Senate Majority Leader Mike Gronstal, D-Council Bluffs, promised to seek common ground with Republicans on finding cost-saving measures, but he promised that Senate Democrats, who hold a 26-24 majority, “will put up a significant battle to save preschool.”
House Speaker Kraig Paulsen, R-Hiawatha, said he expects a dialogue on preschool, but he predicted that “preschool as it exists will change.”
Senate Appropriations Committee Chairman Bob Dvorsky, D-Coralville, met with his House counterpart, Rep. Scott Raecker, R-Urbandale, to discuss the three-year, $500 million de-appropriations bill. He called HF 45 a “starting point.”

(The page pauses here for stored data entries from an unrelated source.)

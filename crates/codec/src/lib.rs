//! Delimited record-list codec for URL query strings.
//!
//! Form rows (owners, assets, user operations) are kept in a single query
//! parameter. Records are separated by `;`, fields by `:`, and `_` marks an
//! absent field. Each record type declares a [`Schema`] that fixes field
//! order, per-field defaults, the index-vs-append layout and whether the whole
//! value is percent-encoded. [`ListCodec`] does the rest.
//!
//! # Example
//!
//! ```
//! use query_state_codec::{
//!     Encoding, FieldCursor, FieldSpec, FieldValue, Fields, Layout, ListCodec, QueryRecord, Schema,
//! };
//!
//! #[derive(Debug, PartialEq)]
//! struct Signer {
//!     address: Option<String>,
//!     weight: Option<i64>,
//! }
//!
//! const SIGNERS: Schema = Schema {
//!     key: "signers",
//!     fields: &[FieldSpec::string("address"), FieldSpec::int("weight", "1")],
//!     layout: Layout::Indexed,
//!     encoding: Encoding::Plain,
//! };
//!
//! impl QueryRecord for Signer {
//!     const SCHEMA: &'static Schema = &SIGNERS;
//!
//!     fn from_fields(fields: Fields) -> Self {
//!         let mut cursor = FieldCursor::new(fields);
//!         Signer { address: cursor.string(), weight: cursor.int() }
//!     }
//!
//!     fn to_fields(&self) -> Fields {
//!         vec![
//!             self.address.clone().map(FieldValue::Str),
//!             self.weight.map(FieldValue::Int),
//!         ]
//!     }
//! }
//!
//! let codec = ListCodec::<Signer>::new();
//! let list = codec.parse("1:0xabc:2");
//! assert_eq!(list.get(0), None);
//! assert_eq!(list.get(1), Some(&Signer { address: Some("0xabc".into()), weight: Some(2) }));
//! assert_eq!(codec.serialize(&list), "1:0xabc:2");
//! ```

pub mod codec;
pub mod record;
pub mod schema;
pub mod validate;
pub mod value;

pub use codec::ListCodec;
pub use record::{QueryRecord, RecordList};
pub use schema::{
    Encoding, FieldKind, FieldSpec, Layout, Schema, FIELD_DELIMITER, MAX_RECORD_INDEX,
    RECORD_DELIMITER, SENTINEL,
};
pub use validate::{is_valid_index, validate_query_value, ValidationError, MAX_RECORDS, MAX_VALUE_LENGTH};
pub use value::{FieldCursor, FieldValue, Fields};
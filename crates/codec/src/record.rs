//! Typed records and the sparse list that holds them.

use query_state_util::parse_int;
use serde::{Deserialize, Serialize};

use crate::schema::{Schema, MAX_RECORD_INDEX};
use crate::value::Fields;

/// A record type with a fixed wire schema.
pub trait QueryRecord: Sized {
    const SCHEMA: &'static Schema;

    /// Build a record from decoded fields in schema order.
    fn from_fields(fields: Fields) -> Self;

    /// Flatten the record into fields in schema order.
    fn to_fields(&self) -> Fields;
}

/// Ordered list of records in which a slot may be empty.
///
/// A slot's position is meaningful: it is the row index in the form that owns
/// the list. Holes serialize as `null`.
#[derive(Debug, Clone, PartialEq, Serialize, Deserialize)]
#[serde(transparent)]
pub struct RecordList<R> {
    slots: Vec<Option<R>>,
}

impl<R> Default for RecordList<R> {
    fn default() -> Self {
        Self { slots: Vec::new() }
    }
}

impl<R> RecordList<R> {
    pub fn new() -> Self {
        Self::default()
    }

    pub fn from_slots(slots: Vec<Option<R>>) -> Self {
        Self { slots }
    }

    /// Number of slots, holes included.
    pub fn len(&self) -> usize {
        self.slots.len()
    }

    pub fn is_empty(&self) -> bool {
        self.slots.is_empty()
    }

    /// Number of occupied slots.
    pub fn count(&self) -> usize {
        self.slots.iter().filter(|slot| slot.is_some()).count()
    }

    pub fn get(&self, index: usize) -> Option<&R> {
        self.slots.get(index).and_then(Option::as_ref)
    }

    pub fn get_mut(&mut self, index: usize) -> Option<&mut R> {
        self.slots.get_mut(index).and_then(Option::as_mut)
    }

    /// Store `record` at `index`, growing the list with holes if needed.
    ///
    /// Indices above [`MAX_RECORD_INDEX`] do not survive a parse, so they are
    /// refused and the list is left unchanged. Returns whether the record was
    /// stored.
    pub fn set(&mut self, index: usize, record: R) -> bool {
        if index > MAX_RECORD_INDEX {
            return false;
        }
        if index >= self.slots.len() {
            self.slots.resize_with(index + 1, || None);
        }
        self.slots[index] = Some(record);
        true
    }

    /// Append a record after the last slot.
    ///
    /// Unlike [`RecordList::set`] this is unbounded. Lists with an appended
    /// layout carry no index on the wire.
    pub fn push(&mut self, record: R) {
        self.slots.push(Some(record));
    }

    /// Remove the slot at `index`, shifting later rows down.
    pub fn remove(&mut self, index: usize) -> Option<R> {
        if index < self.slots.len() {
            self.slots.remove(index)
        } else {
            None
        }
    }

    /// Empty the slot at `index` without shifting later rows.
    pub fn take(&mut self, index: usize) -> Option<R> {
        self.slots.get_mut(index).and_then(Option::take)
    }

    /// Occupied slots with their indices.
    pub fn entries(&self) -> impl Iterator<Item = (usize, &R)> {
        self.slots
            .iter()
            .enumerate()
            .filter_map(|(index, slot)| slot.as_ref().map(|record| (index, record)))
    }

    /// Occupied slots in order.
    pub fn records(&self) -> impl Iterator<Item = &R> {
        self.slots.iter().flatten()
    }

    pub fn slots(&self) -> &[Option<R>] {
        &self.slots
    }

    pub fn into_slots(self) -> Vec<Option<R>> {
        self.slots
    }

    /// Drop all holes, renumbering the remaining records.
    pub fn compact(self) -> Self {
        self.slots.into_iter().flatten().collect()
    }

    /// Place a record using a raw index token.
    ///
    /// Unparsable indices append, the way a row added without an explicit
    /// slot would. Negative indices and indices above [`MAX_RECORD_INDEX`]
    /// are not array slots and the record is dropped. A repeated index
    /// overwrites the earlier record. Returns whether the record was kept.
    pub fn place(&mut self, raw_index: &str, record: R) -> bool {
        match parse_int(raw_index) {
            None => {
                let next = self.slots.len();
                self.set(next, record)
            }
            Some(index) => match usize::try_from(index) {
                Ok(index) => self.set(index, record),
                Err(_) => false,
            },
        }
    }
}

impl<R> FromIterator<R> for RecordList<R> {
    fn from_iter<I: IntoIterator<Item = R>>(iter: I) -> Self {
        Self {
            slots: iter.into_iter().map(Some).collect(),
        }
    }
}

impl<R> From<Vec<Option<R>>> for RecordList<R> {
    fn from(slots: Vec<Option<R>>) -> Self {
        Self::from_slots(slots)
    }
}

“There are probably some other areas we can work together on,” Dvorsky said, such as House Republicans' plan to add $25 million to the current year's budget for mental health services. “But there are other sections we are not interested in.”
That was clear from comments by Senate Education Committee Chairman Herman Quirmbach, D-Ames, that HF 45 is a “devastating blow to education in this state.”
Cuts to regent institutions' funding - which has already been reduced by 25 percent in recent years - “would serve to reduce the quality, raise class size, limit course offerings, possibly reduce the number of majors available, perhaps cause the collapse of whole departments,” the Iowa State University faculty member said.
“If those additional cuts were implemented, it would put our research universities on a course to second-class status, and I think that would be very devastating to the aspirations of young people in the state of Iowa,” he said.
Dvorsky doesn't plan to take any action on HF 45 until after Branstad delivers his budget message next week.
Branstad is likely to offer “bold proposals” in the address to a joint session of the Legislature, including a two-year budget with five-year projections and an emphasis on job creation, Paulsen said.
“We cannot continue government as usual,” Branstad said.